This is an attempt to break down the concept of SLO alerting as much as possible. Step-by-step, each concept will be illustrated and occasionally animated.

My hope is that the short material presented here is intuitive enough for it to stick, and to serve as a base for further research.

I will try to demistify concepts such as burn rate, error budget, and multi-window alerts.

## SLOs and SLIs

Service level objective (SLO). It represents how reliably the service is delivering “value” to its users.

Service level indicator (SLI). A measurement of a specific service metric. We’re using SLIs and math to define an SLO.

A 99.9% SLO per month means if 0.1% of requests fail, that’s acceptable, and it won’t raise any fuss.

We’re ok with the fact that 1 in every 1K requests will fail.

An SLI can be the error rate of the incoming requests.

The 0.1% wiggle room is the limit above which we don’t want to go - the error budget.

## Converting time

Most of the math involved here is about converting various time units (i.e 1 month to 720 hours) and checking the ratio between them (i.e. 1h is 0.14% of a month).
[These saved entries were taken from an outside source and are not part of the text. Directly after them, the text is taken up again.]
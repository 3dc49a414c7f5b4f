//! Request handlers
//!
//! Thin glue between HTTP and the repository/notifier pair. The only rule
//! that matters for correctness lives in `vote`: broadcast after the
//! repository has committed and released its lock, exactly once per
//! successful vote.

use std::collections::HashSet;
use std::convert::Infallible;

use axum::extract::{Path, State};
use axum::http::StatusCode;
use axum::response::sse::{Event, KeepAlive, Sse};
use axum::Json;
use chrono::{Duration, Utc};
use futures::stream::{self, Stream, StreamExt};
use serde::{Deserialize, Serialize};

use super::state::AppState;
use super::view::PollView;
use crate::error::{Error, Result};
use crate::poll::{generate_id, Poll, PollDraft, PollOption};

/// Body of a create request
#[derive(Debug, Clone, Serialize, Deserialize)]
pub struct CreatePollRequest {
    /// The question to ask
    pub question: String,
    /// Option texts in display order
    pub options: Vec<String>,
    /// Close voting after this many hours
    #[serde(default)]
    pub expires_in_hours: Option<u32>,
}

/// Body of a vote request
#[derive(Debug, Clone, Serialize, Deserialize)]
pub struct VoteRequest {
    /// Option being voted for
    pub option_id: String,
}

/// `GET /api/polls`
pub async fn list_polls(State(state): State<AppState>) -> Json<Vec<PollView>> {
    let polls = state.repository.list().await;
    Json(polls.iter().map(PollView::from).collect())
}

/// `GET /api/polls/{id}`
pub async fn get_poll(
    State(state): State<AppState>,
    Path(id): Path<String>,
) -> Result<Json<PollView>> {
    match state.repository.get(&id).await {
        Some(poll) => Ok(Json(PollView::from(poll))),
        None => Err(Error::NotFound(id)),
    }
}

/// `POST /api/polls`
pub async fn create_poll(
    State(state): State<AppState>,
    Json(request): Json<CreatePollRequest>,
) -> Result<(StatusCode, Json<PollView>)> {
    let draft = build_draft(&state, request)?;
    let poll = state.repository.create(draft).await;

    Ok((StatusCode::CREATED, Json(PollView::from(poll))))
}

/// `DELETE /api/polls/{id}`
///
/// Open event streams for the poll end once the record is gone.
pub async fn delete_poll(State(state): State<AppState>, Path(id): Path<String>) -> Result<StatusCode> {
    if state.repository.delete(&id).await {
        state.notifier.close(&id);
        Ok(StatusCode::NO_CONTENT)
    } else {
        Err(Error::NotFound(id))
    }
}

/// `POST /api/polls/{id}/vote`
pub async fn vote(
    State(state): State<AppState>,
    Path(id): Path<String>,
    Json(request): Json<VoteRequest>,
) -> Result<Json<Poll>> {
    let option_id = request.option_id;
    if option_id.trim().is_empty() {
        return Err(Error::InvalidRequest("option is required".into()));
    }

    let poll = state.repository.vote(&id, &option_id).await?;

    let payload = serde_json::to_vec(&poll)?;
    let outcome = state.notifier.broadcast(&id, payload);

    tracing::debug!(
        poll = %id,
        option = %option_id,
        listeners = outcome.delivered,
        "Vote broadcast"
    );

    Ok(Json(poll))
}

/// `GET /events/{id}`
///
/// Streams the current snapshot, then one event per broadcast. The
/// subscription lives inside the stream, so it is unregistered as soon as
/// axum drops the response body (client gone) or the server shuts down.
pub async fn events(
    State(state): State<AppState>,
    Path(id): Path<String>,
) -> Result<Sse<impl Stream<Item = std::result::Result<Event, Infallible>>>> {
    // Subscribe before reading so no vote can slip in between
    let subscription = state.notifier.subscribe(&id);

    let poll = state
        .repository
        .get(&id)
        .await
        .ok_or_else(|| Error::NotFound(id.clone()))?;
    let initial = serde_json::to_string(&poll)?;

    let first = stream::once(async move { Ok::<_, Infallible>(Event::default().data(initial)) });

    let updates = stream::unfold(subscription, |mut subscription| async move {
        let payload = subscription.recv().await?;
        let event = Event::default().data(String::from_utf8_lossy(&payload));
        Some((Ok::<_, Infallible>(event), subscription))
    });

    let stream = first.chain(updates).take_until(state.shutdown_signal());

    Ok(Sse::new(stream).keep_alive(
        KeepAlive::new()
            .interval(state.config.keep_alive_interval)
            .text("keep-alive"),
    ))
}

/// Validate a create request and turn it into a draft
fn build_draft(state: &AppState, request: CreatePollRequest) -> Result<PollDraft> {
    let question = request.question.trim();
    if question.is_empty() {
        return Err(Error::InvalidRequest("question is required".into()));
    }
    if question.chars().count() > state.config.max_question_len {
        return Err(Error::InvalidRequest(format!(
            "question is longer than {} characters",
            state.config.max_question_len
        )));
    }

    let texts: Vec<&str> = request
        .options
        .iter()
        .map(|text| text.trim())
        .filter(|text| !text.is_empty())
        .collect();

    if texts.len() < 2 {
        return Err(Error::InvalidRequest("at least 2 options are required".into()));
    }
    if texts.len() > state.config.max_options {
        return Err(Error::InvalidRequest(format!(
            "at most {} options are allowed",
            state.config.max_options
        )));
    }

    let mut seen = HashSet::with_capacity(texts.len());
    let options: Vec<PollOption> = texts
        .into_iter()
        .map(|text| {
            let id = loop {
                let id = generate_id();
                if seen.insert(id.clone()) {
                    break id;
                }
            };
            PollOption::new(id, text)
        })
        .collect();

    let mut draft = PollDraft::new(question, options);

    match request.expires_in_hours {
        Some(0) => {
            return Err(Error::InvalidRequest("expiry must be at least 1 hour".into()));
        }
        Some(hours) => {
            draft = draft.expires_at(Utc::now() + Duration::hours(i64::from(hours)));
        }
        None => {}
    }

    Ok(draft)
}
Then using those ratios with existing SLIs to come to an SLO condition.

Time wise, a 0.1% error rate for a month means a 43 minute complete downtime.

## Burn rate

When our budget of 43 minutes a month starts burning, we want to know about it fairly quickly.

The green line represents the border between good and evil: if the error rate is exactly 0.1% throughout the month, we’re still fine, but barely. The burn rate is 1 in this case. As soon as the line starts to tilt left (into the danger zone), the error rate is higher than the allowed 0.1% and in turn, and the burn rate also increases - the system eats the error budget faster than it should.

As a start, we define the following alert condition, which is identical to the SLO.

Keeping the graph above in mind, this translates to “if the green line starts tilting left: alert!”

To reiterate on our timeline, the error budget spans out across the whole month. The alert we defined operates in an hour long time window. It follows that the 1 hour time window is of course not the whole month, but only 0.14% percent of it.

At the error rate of 0.1% (our SLO), 0.14% of the budget is consumed during 1 hour.

Not really worth to wake up someone over it.

Another issue is that the alert will be active for almost an hour. (we will revisit this a bit later)

To improve on this, instead of the 0.14% budget burn in an hour, the alert should have a higher threshold and aim at a 2% burn. We need to multiply our threshold with some number to reach this new target.

Dividing the target value with the current one gives us the multiplier: 2%/0.14% = 14.3

This magic multiplier is actually the burn rate (or “tilting of the green line to the left” as we defined it a couple of lines above).

Here’s the scenario:

• 10 requests per 5 minutes is our traffic (constant)
• 10% error rate for 10 minutes (1 request out of 10 will fail)
• A snapshot of the state is taken every 5 minutes (scrape_interval in Prometheus terms). In the real world, you will probably have snapshots every 30 seconds or every minute. We’re using 5 minutes here for easier calculation, and to be able to draw square error rate lines, instead of sloping ones.

An error rate of 10% in 2 subsequent snapshots (0m-5m, 5m-10m) is enough to trigger the alert.

What immediately stands out here is the long running alert. It will be active for 55 minutes, even tough we’re not constantly in an erronous state. The http_error_rate[1h] metric considers the samples in the last 1 hour, and this time window is shifted with each snapshot. The snapshots are happening at the markers on the animation, every 5 minutes (remember, this is how the scenario was defined).

As long as both erronous snapshots are inside the window, the alert will be active. When one of them leaves, the error rate drops to 0.8% (as per the calculation above) and the alert stops. This is why the alert is firing for 55 minutes instead of 1 hour. In a more realistic scenario, with a 30s second snapshot interval, it will be active for 1 hour.